4. Haben unsere Hofleute unserem Eigentum durch Diebstahl oder sonst durch eine Nachlässigkeit Schaden zugefügt, so müssen sie den vollen Wert ersetzen und sollen überdies nach Hofrecht durch Prügel bestraft werden; dadurch kann man das Strafgeld ersetzen, außer bei Totschlag und Brandstiftung. Fremden Dienstleuten aber sollen die Amtmänner das ihnen zukommende Recht zu verschaffen trachten, so wie es Landrecht ist. Zur Strafe aber sollen unsere Hofleute, wie gesagt, gestäupt werden.
[...]
6. Wir befehlen: Unsere Amtmänner sollen den Zehnten von allen Erträgen den Kirchen auf unseren Besitzungen ungeschmälert geben. An eines anderen Herren Kirche darf man unseren Zehnten nicht entrichten, außer wo es von alters her so bestimmt ist. Auch sollen nur Geistliche aus unseren Hofleuten oder unserer Hofkapelle die Kirchen [auf unserem Grund] innehaben.
[...]
9. Wir befehlen: Jeder Amtmann muß in seinem Amtsbezirk die Maße eines Scheffels, eines Sesters, eines Seidels zu acht Sestern und eines Korbes in der gleichen Größe haben, wie wir sie in der Königspfalz benutzen.
[...]
16. Wir befehlen: Was wir oder die Königin oder unsere Beamten, der Seneschall und Schenk, auf unseren oder der Königin Auftrag den Amtleuten befahlen, müssen diese genauso erfüllen, wie es ihnen aufgetragen wurde. Wer das aus Nachlässigkeit versäumte, soll sich, nachdem er vorgeladen worden ist, des Trunkes enthalten, bis er vor uns oder die Königin kommt, um von uns Straffreiheit zu erbitten. Ist der Amtmann beim Heer, im Sicherheitsdienst, auf einer Botenreise oder sonstwo abwesend und sind seine Unterbeamten einem erhaltenen Befehl nicht nachgekommen, so sollen die zu Fuß zur Pfalz kommen, und sich des Wein- und Fleischgenusses enthalten, bis sie die Gründe für ihre Säumigkeit vorgebracht haben; dann sollen sie ihr Urteil empfangen, auf den Rücken oder wie wir oder die Königin es sonst für angemessen halten.

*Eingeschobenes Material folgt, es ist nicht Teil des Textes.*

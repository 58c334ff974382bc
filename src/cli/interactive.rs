//! Line-by-line prompts used when no sequence is given on the command line.
//!
//! Prompts and validation messages go to the prompt writer (stderr in the
//! binary) so the result written to `out` stays machine-readable.

use std::io::{self, BufRead, Write};

use crate::cli::analyze::write_result;
use crate::cli::OutputFormat;
use crate::core::analysis::{analyze, AnalysisOptions};
use crate::core::motif::Motif;
use crate::core::sequence::DnaSequence;
use crate::core::types::Frame;

struct Prompter<R, P> {
    input: R,
    prompts: P,
}

impl<R: BufRead, P: Write> Prompter<R, P> {
    /// Print `prompt` and read one trimmed line; EOF is an error
    fn ask(&mut self, prompt: &str) -> anyhow::Result<String> {
        write!(self.prompts, "{prompt}")?;
        self.prompts.flush()?;

        let mut line = String::new();
        if self.input.read_line(&mut line)? == 0 {
            anyhow::bail!("Input closed before all prompts were answered");
        }
        Ok(line.trim().to_string())
    }

    fn complain(&mut self, message: impl std::fmt::Display) -> anyhow::Result<()> {
        writeln!(self.prompts, "Error: {message}")?;
        Ok(())
    }

    fn ask_sequence(&mut self) -> anyhow::Result<String> {
        loop {
            let answer = self.ask("DNA sequence: ")?;
            match DnaSequence::parse(&answer) {
                Ok(_) => return Ok(answer),
                Err(e) => self.complain(e)?,
            }
        }
    }

    fn ask_frame(&mut self) -> anyhow::Result<i64> {
        loop {
            let answer = self.ask("Reading frame (1-3) [1]: ")?;
            if answer.is_empty() {
                return Ok(i64::from(Frame::FIRST.number()));
            }
            match answer.parse::<i64>() {
                Ok(n) => match Frame::new(n) {
                    Ok(frame) => return Ok(i64::from(frame.number())),
                    Err(e) => self.complain(e)?,
                },
                Err(_) => self.complain(format!("'{answer}' is not a number"))?,
            }
        }
    }

    fn ask_yes_no(&mut self, prompt: &str) -> anyhow::Result<bool> {
        loop {
            let answer = self.ask(prompt)?;
            match parse_yes_no(&answer) {
                Some(flag) => return Ok(flag),
                None => self.complain("Please answer y or n")?,
            }
        }
    }

    fn ask_motif(&mut self) -> anyhow::Result<Option<String>> {
        loop {
            let answer = self.ask("Motif (IUPAC codes, blank to skip): ")?;
            if answer.is_empty() {
                return Ok(None);
            }
            match Motif::parse(&answer) {
                Ok(_) => return Ok(Some(answer)),
                Err(e) => self.complain(e)?,
            }
        }
    }
}

/// Interpret a y/n answer; blank means no
fn parse_yes_no(answer: &str) -> Option<bool> {
    match answer.to_ascii_lowercase().as_str() {
        "" | "n" | "no" => Some(false),
        "y" | "yes" => Some(true),
        _ => None,
    }
}

/// Prompt for a sequence and options, re-asking on invalid answers.
///
/// # Errors
///
/// Returns an error if reading or writing fails or input ends early.
pub fn collect_request<R: BufRead, P: Write>(
    input: R,
    prompts: P,
) -> anyhow::Result<(String, AnalysisOptions)> {
    let mut prompter = Prompter { input, prompts };

    let sequence = prompter.ask_sequence()?;
    let frame = prompter.ask_frame()?;
    let reverse_complement = prompter.ask_yes_no("Use reverse complement? [y/N]: ")?;
    let stop_at_stop = prompter.ask_yes_no("Stop at first stop codon? [y/N]: ")?;
    let motif = prompter.ask_motif()?;

    Ok((
        sequence,
        AnalysisOptions {
            frame,
            reverse_complement,
            stop_at_stop,
            motif,
        },
    ))
}

/// Run one interactive session: prompt, analyze, write the result to `out`.
///
/// # Errors
///
/// Returns an error if prompting fails or the analysis is rejected.
pub fn run_session<R: BufRead, P: Write, O: Write>(
    input: R,
    prompts: P,
    out: &mut O,
    format: OutputFormat,
) -> anyhow::Result<()> {
    let (sequence, options) = collect_request(input, prompts)?;
    let result = analyze(&sequence, &options)?;
    write_result(out, &result, format)?;
    out.flush()?;
    Ok(())
}

/// Execute interactive mode on the terminal
///
/// # Errors
///
/// Returns an error if prompting fails or the analysis is rejected.
pub fn run(format: OutputFormat, verbose: bool) -> anyhow::Result<()> {
    if verbose {
        eprintln!("No sequence given; entering interactive mode");
    }

    let stdin = io::stdin();
    let stdout = io::stdout();
    run_session(stdin.lock(), io::stderr(), &mut stdout.lock(), format)
}
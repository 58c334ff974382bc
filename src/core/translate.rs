//! Codon translation under the standard genetic code.
//!
//! The code table is NCBI translation table 1, stored as a 64-byte string
//! indexed in TCAG order (first codon position varies slowest). Codons that
//! contain `N` cannot be resolved to a single residue and translate to
//! [`UNKNOWN_RESIDUE`].

use crate::core::error::AnalysisError;
use crate::core::sequence::DnaSequence;
use crate::core::types::Frame;

/// Residue emitted for codons that cannot be resolved unambiguously
pub const UNKNOWN_RESIDUE: char = 'X';

/// Marker emitted for stop codons
pub const STOP_MARKER: char = '*';

const CODON_LENGTH: usize = 3;

static STANDARD_CODE: &[u8; 64] =
    b"FFLLSSSSYY**CC*WLLLLPPPPHHQQRRRRIIIMTTTTNNKKSSRRVVVVAAAADDEEGGGG";

#[inline]
fn base_index(base: u8) -> Option<usize> {
    match base {
        b'T' => Some(0),
        b'C' => Some(1),
        b'A' => Some(2),
        b'G' => Some(3),
        _ => None,
    }
}

/// Translate a single codon.
///
/// Returns [`UNKNOWN_RESIDUE`] for anything that is not three concrete
/// uppercase bases.
///
/// ```
/// use dna_motif_finder::core::translate::translate_codon;
///
/// assert_eq!(translate_codon(b"ATG"), 'M');
/// assert_eq!(translate_codon(b"TGA"), '*');
/// assert_eq!(translate_codon(b"AAN"), 'X');
/// ```
#[must_use]
pub fn translate_codon(codon: &[u8]) -> char {
    let [b0, b1, b2] = codon else {
        return UNKNOWN_RESIDUE;
    };

    match (base_index(*b0), base_index(*b1), base_index(*b2)) {
        (Some(i), Some(j), Some(k)) => char::from(STANDARD_CODE[i * 16 + j * 4 + k]),
        _ => UNKNOWN_RESIDUE,
    }
}

/// Translate a canonical sequence into a protein sequence.
///
/// The sequence is reverse complemented first when `reverse_complement` is
/// set, then read in consecutive codons starting at `frame - 1`. Trailing
/// bases that do not fill a codon are ignored. With `stop_at_stop`, the
/// first stop codon is emitted as [`STOP_MARKER`] and translation ends there.
///
/// # Errors
///
/// Returns `AnalysisError::InvalidFrame` if `frame` is not 1, 2 or 3.
pub fn translate(
    sequence: &DnaSequence,
    frame: i64,
    reverse_complement: bool,
    stop_at_stop: bool,
) -> Result<String, AnalysisError> {
    let frame = Frame::new(frame)?;
    Ok(translate_in_frame(
        sequence,
        frame,
        reverse_complement,
        stop_at_stop,
    ))
}

/// Translate with an already validated [`Frame`].
#[must_use]
pub fn translate_in_frame(
    sequence: &DnaSequence,
    frame: Frame,
    reverse_complement: bool,
    stop_at_stop: bool,
) -> String {
    let reversed;
    let working = if reverse_complement {
        reversed = sequence.reverse_complement();
        reversed.as_bytes()
    } else {
        sequence.as_bytes()
    };

    let Some(in_frame) = working.get(frame.offset()..) else {
        return String::new();
    };

    let mut protein = String::with_capacity(in_frame.len() / CODON_LENGTH);
    for codon in in_frame.chunks_exact(CODON_LENGTH) {
        let residue = translate_codon(codon);
        protein.push(residue);
        if stop_at_stop && residue == STOP_MARKER {
            break;
        }
    }

    protein
}
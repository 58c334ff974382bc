//! Command-line interface for dna-motif-finder.
//!
//! This module implements the CLI using clap. Modes:
//!
//! - **analyze** (default): Translate a sequence given as an argument or file
//! - **interactive**: Prompt for each field when no sequence is given
//! - **serve**: Start the web interface
//!
//! ## Usage
//!
//! ```text
//! # Translate a sequence and search for a motif
//! dna-motif-finder ATGAAATGA --stop-at-stop --motif AAR
//!
//! # Read the first record of a FASTA file, second frame, reverse strand
//! dna-motif-finder --input gene.fa --frame 2 --reverse-complement
//!
//! # Pipe a sequence in
//! cat gene.fa | dna-motif-finder --input -
//!
//! # JSON output for scripting
//! dna-motif-finder ATGAAATGA --format json
//!
//! # Prompt for everything
//! dna-motif-finder
//!
//! # Start web UI
//! dna-motif-finder serve --port 8080 --open
//! ```

use clap::{Parser, Subcommand};

use crate::utils::validation::DEFAULT_MAX_SEQUENCE_LENGTH;

pub mod analyze;
pub mod interactive;

#[derive(Parser)]
#[command(name = "dna-motif-finder")]
#[command(author = "Fulcrum Genomics")]
#[command(version)]
#[command(about = "Translate DNA and find IUPAC motifs")]
#[command(
    long_about = "dna-motif-finder translates a DNA sequence into protein and searches it for motifs.\n\nIt supports:\n- Reading frames 1-3 and reverse-complement translation\n- Stopping at the first stop codon\n- IUPAC ambiguity codes in motifs, reporting every overlapping match\n\nRun without a sequence to be prompted for each option."
)]
#[command(args_conflicts_with_subcommands = true)]
pub struct Cli {
    #[command(subcommand)]
    pub command: Option<Commands>,

    #[command(flatten)]
    pub analyze: analyze::AnalyzeArgs,

    /// Enable verbose output
    #[arg(short, long, global = true)]
    pub verbose: bool,

    /// Output format
    #[arg(short, long, global = true, default_value = "text")]
    pub format: OutputFormat,
}

#[derive(Subcommand)]
pub enum Commands {
    /// Start the web server
    Serve(ServeArgs),
}

#[derive(clap::Args)]
pub struct ServeArgs {
    /// Port to listen on
    #[arg(short, long, default_value = "8080")]
    pub port: u16,

    /// Address to bind to
    #[arg(short, long, default_value = "127.0.0.1")]
    pub address: String,

    /// Open browser automatically
    #[arg(long)]
    pub open: bool,

    /// Maximum sequence length (bases) accepted per request
    #[arg(long, default_value_t = DEFAULT_MAX_SEQUENCE_LENGTH)]
    pub max_sequence_length: usize,
}

#[derive(Clone, Copy, Debug, PartialEq, Eq, clap::ValueEnum)]
pub enum OutputFormat {
    Text,
    Json,
    Tsv,
}
//! End-to-end scenario against a live server.
//!
//! Starts the server on a random port with the in-memory backend, then talks
//! to it over real HTTP using ureq.

use std::sync::Arc;

use serde_json::{json, Value};
use todo_core::MemoryStore;

struct Response {
    status: u16,
    body: Value,
}

/// Returns 4xx/5xx responses as data rather than `Err`.
fn agent() -> ureq::Agent {
    ureq::Agent::config_builder()
        .http_status_as_error(false)
        .build()
        .new_agent()
}

fn get(url: &str) -> Response {
    let mut response = agent().get(url).call().expect("HTTP transport error");
    let status = response.status().as_u16();
    let text = response.body_mut().read_to_string().unwrap_or_default();
    Response {
        status,
        body: serde_json::from_str(&text).unwrap_or(Value::Null),
    }
}

fn post_json(url: &str, body: &Value) -> Response {
    let mut response = agent()
        .post(url)
        .content_type("application/json")
        .send(body.to_string().as_bytes())
        .expect("HTTP transport error");
    let status = response.status().as_u16();
    let text = response.body_mut().read_to_string().unwrap_or_default();
    Response {
        status,
        body: serde_json::from_str(&text).unwrap_or(Value::Null),
    }
}

fn start_server() -> String {
    let std_listener = std::net::TcpListener::bind("127.0.0.1:0").unwrap();
    let addr = std_listener.local_addr().unwrap();
    std_listener.set_nonblocking(true).unwrap();

    std::thread::spawn(move || {
        let rt = tokio::runtime::Builder::new_current_thread()
            .enable_all()
            .build()
            .unwrap();
        rt.block_on(async {
            let listener = tokio::net::TcpListener::from_std(std_listener).unwrap();
            todo_server::run(listener, Arc::new(MemoryStore::new())).await
        })
        .unwrap();
    });

    format!("http://{addr}")
}

#[test]
fn buy_milk_scenario() {
    let base = start_server();

    // Step 1: readiness check.
    assert_eq!(get(&format!("{base}/ready")).status, 200);

    // Step 2: list is empty.
    let listed = get(&format!("{base}/todos"));
    assert_eq!(listed.status, 200);
    assert_eq!(listed.body, json!([]));

    // Step 3: create.
    let created = post_json(
        &format!("{base}/todos"),
        &json!({ "description": "buy milk", "isComplete": false }),
    );
    assert_eq!(created.status, 201);
    assert_eq!(created.body["description"], "buy milk");
    let id = created.body["id"].as_str().expect("generated id").to_string();

    // Step 4: the list includes it.
    let listed = get(&format!("{base}/todos"));
    assert_eq!(listed.status, 200);
    assert_eq!(listed.body, json!([created.body.clone()]));

    // Step 5: fetch by id.
    let fetched = get(&format!("{base}/todos/{id}"));
    assert_eq!(fetched.status, 200);
    assert_eq!(fetched.body, created.body);

    // Step 6: invalid create is rejected and changes nothing.
    let rejected = post_json(&format!("{base}/todos"), &json!({ "isComplete": false }));
    assert_eq!(rejected.status, 400);
    assert_eq!(
        rejected.body,
        json!({ "message": "Please provide description, and isComplete fields" })
    );
    let listed = get(&format!("{base}/todos"));
    assert_eq!(listed.body.as_array().map(Vec::len), Some(1));

    // Step 7: unknown id.
    let missing = get(&format!("{base}/todos/{}", uuid::Uuid::new_v4()));
    assert_eq!(missing.status, 404);
    assert_eq!(missing.body, json!({ "message": "Todo not found" }));
}
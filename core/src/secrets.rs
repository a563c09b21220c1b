//! Database password resolution.
//!
//! The server asks a `SecretResolver` for the password once at startup.
//! Only an environment-backed resolver exists today.

use async_trait::async_trait;

use crate::error::ConfigError;

/// Environment variable read by [`EnvSecretResolver::new`].
pub const DEFAULT_PASSWORD_VAR: &str = "PG_PASSWORD";

/// Supplies secrets needed to reach the database.
#[async_trait]
pub trait SecretResolver: Send + Sync {
    async fn db_password(&self) -> Result<String, ConfigError>;
}

/// Reads the database password from an environment variable.
#[derive(Debug, Clone)]
pub struct EnvSecretResolver {
    var: &'static str,
}

impl EnvSecretResolver {
    pub fn new() -> Self {
        Self::with_var(DEFAULT_PASSWORD_VAR)
    }

    pub fn with_var(var: &'static str) -> Self {
        Self { var }
    }
}

impl Default for EnvSecretResolver {
    fn default() -> Self {
        Self::new()
    }
}

#[async_trait]
impl SecretResolver for EnvSecretResolver {
    async fn db_password(&self) -> Result<String, ConfigError> {
        match std::env::var(self.var) {
            Ok(password) if !password.is_empty() => Ok(password),
            _ => Err(ConfigError::Missing(self.var)),
        }
    }
}
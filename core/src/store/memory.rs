use async_trait::async_trait;
use tokio::sync::RwLock;
use uuid::Uuid;

use super::TodoStore;
use crate::error::Result;
use crate::types::{NewTodo, Todo, TodoId};

/// Process-local store. Nothing survives a restart.
///
/// New todos are always stored with `is_complete = false`, whatever the
/// caller asked for. The PostgreSQL backend keeps the supplied value.
#[derive(Debug, Default)]
pub struct MemoryStore {
    todos: RwLock<Vec<Todo>>,
}

impl MemoryStore {
    pub fn new() -> Self {
        Self::default()
    }
}

#[async_trait]
impl TodoStore for MemoryStore {
    fn backend(&self) -> &'static str {
        "memory"
    }

    async fn get_single_todo(&self, id: &str) -> Result<Option<Todo>> {
        // Only the lowercase hyphenated spelling was ever issued.
        let issued = match Uuid::parse_str(id) {
            Ok(parsed) if parsed.hyphenated().to_string() == id => TodoId::Uuid(parsed),
            _ => return Ok(None),
        };
        let todos = self.todos.read().await;
        Ok(todos.iter().find(|todo| todo.id == issued).cloned())
    }

    async fn get_all_todos(&self) -> Result<Vec<Todo>> {
        Ok(self.todos.read().await.clone())
    }

    async fn create_todo(&self, new: NewTodo) -> Result<Todo> {
        let todo = Todo {
            id: TodoId::Uuid(Uuid::new_v4()),
            description: new.description,
            is_complete: false,
        };
        self.todos.write().await.push(todo.clone());
        tracing::debug!(id = %todo.id, "stored todo in memory");
        Ok(todo)
    }
}
//! Persistence contract for todos and its backends.

mod memory;
mod postgres;

use async_trait::async_trait;

use crate::error::Result;
use crate::types::{NewTodo, Todo};

pub use memory::MemoryStore;
pub use postgres::{PgConfig, PostgresStore};

/// A backend that owns a collection of todos.
///
/// Todos are append-only: there is no update or delete. Every method returns
/// owned values, never a handle into backend state.
#[async_trait]
pub trait TodoStore: Send + Sync + 'static {
    /// Short backend name for logs.
    fn backend(&self) -> &'static str;

    /// Look up a todo by the identifier as it appears in a request path.
    ///
    /// Returns `Ok(None)` when no todo has that id, including ids that this
    /// backend could never have issued.
    async fn get_single_todo(&self, id: &str) -> Result<Option<Todo>>;

    /// All todos, in backend-defined order.
    async fn get_all_todos(&self) -> Result<Vec<Todo>>;

    /// Allocate an id, persist the todo and return what was stored.
    async fn create_todo(&self, new: NewTodo) -> Result<Todo>;
}
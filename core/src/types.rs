//! Domain types for the todo service.
//!
//! # Design
//! A `Todo` is only ever produced by a store, so the caller-supplied half
//! lives in its own type (`NewTodo`). Identifiers are opaque to callers but
//! each backend issues a different kind: the in-memory store hands out random
//! UUIDs, PostgreSQL hands out `SERIAL` keys. `TodoId` is serialized untagged
//! so each backend keeps its natural JSON shape (string vs. number).

use std::fmt;

use serde::{Deserialize, Serialize};
use uuid::Uuid;

/// Store-assigned identifier of a todo.
#[derive(Debug, Clone, Copy, PartialEq, Eq, Hash, Serialize, Deserialize)]
#[serde(untagged)]
pub enum TodoId {
    /// Auto-incremented primary key issued by the relational backend.
    Serial(i32),
    /// Random v4 UUID issued by the in-memory backend.
    Uuid(Uuid),
}

impl fmt::Display for TodoId {
    fn fmt(&self, f: &mut fmt::Formatter<'_>) -> fmt::Result {
        match self {
            TodoId::Serial(id) => write!(f, "{id}"),
            TodoId::Uuid(id) => write!(f, "{id}"),
        }
    }
}

impl From<Uuid> for TodoId {
    fn from(id: Uuid) -> Self {
        TodoId::Uuid(id)
    }
}

impl From<i32> for TodoId {
    fn from(id: i32) -> Self {
        TodoId::Serial(id)
    }
}

/// A single stored todo item.
#[derive(Debug, Clone, PartialEq, Eq, Serialize, Deserialize)]
#[serde(rename_all = "camelCase")]
pub struct Todo {
    pub id: TodoId,
    pub description: String,
    pub is_complete: bool,
}

/// Caller-supplied fields for a todo that does not exist yet.
#[derive(Debug, Clone, PartialEq, Eq, Serialize, Deserialize)]
#[serde(rename_all = "camelCase")]
pub struct NewTodo {
    pub description: String,
    pub is_complete: bool,
}

impl NewTodo {
    pub fn new(description: impl Into<String>, is_complete: bool) -> Self {
        Self {
            description: description.into(),
            is_complete,
        }
    }
}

17. Für jeden Gutshof in seinem Amtsbezirk soll der Amtmann Pfründner bestellen, die Bienen für uns zu warten.
18. Bei unseren Mehlmühlen halte man der Größe der Mühle entsprechend Hühner und Gänse, je mehr, desto besser.
[...]
19. Bei den Scheunen auf unseren Haupthöfen halte man mindestens 100 Hühner und 30 Gänse, auf den Vorwerken mindestens 50 Hühner und 12 Gänse.
[...]
23. Auf jedem unserer Krongüter sollen die Amtmänner einen möglichst großen Bestand an Kühen, Schweinen, Schafen, Ziegen und Böcken halten; fehlen darf dies Vieh niemals. Außerdem sollen sie Kühe bereit halten, um mit Hilfe unserer Knechte die anfallenden Arbeiten zu verrichten, so daß sich der Bestand an Kühen und Pflug und Wagen für unsere Wirtschaft auf keinen Fall verringert. Zur Zeit des Hofdienstes müssen sie zur Fütterung der Hunde Vieh stellen: lahmende, aber nicht kranke Ochsen, Kühe und Pferde, doch ohne Räude, oder anderes, nicht krankes, kleineres Vieh. Wie gesagt: den Bestand an Kühen und Fuhrwerk darf man deshalb nicht vermindern.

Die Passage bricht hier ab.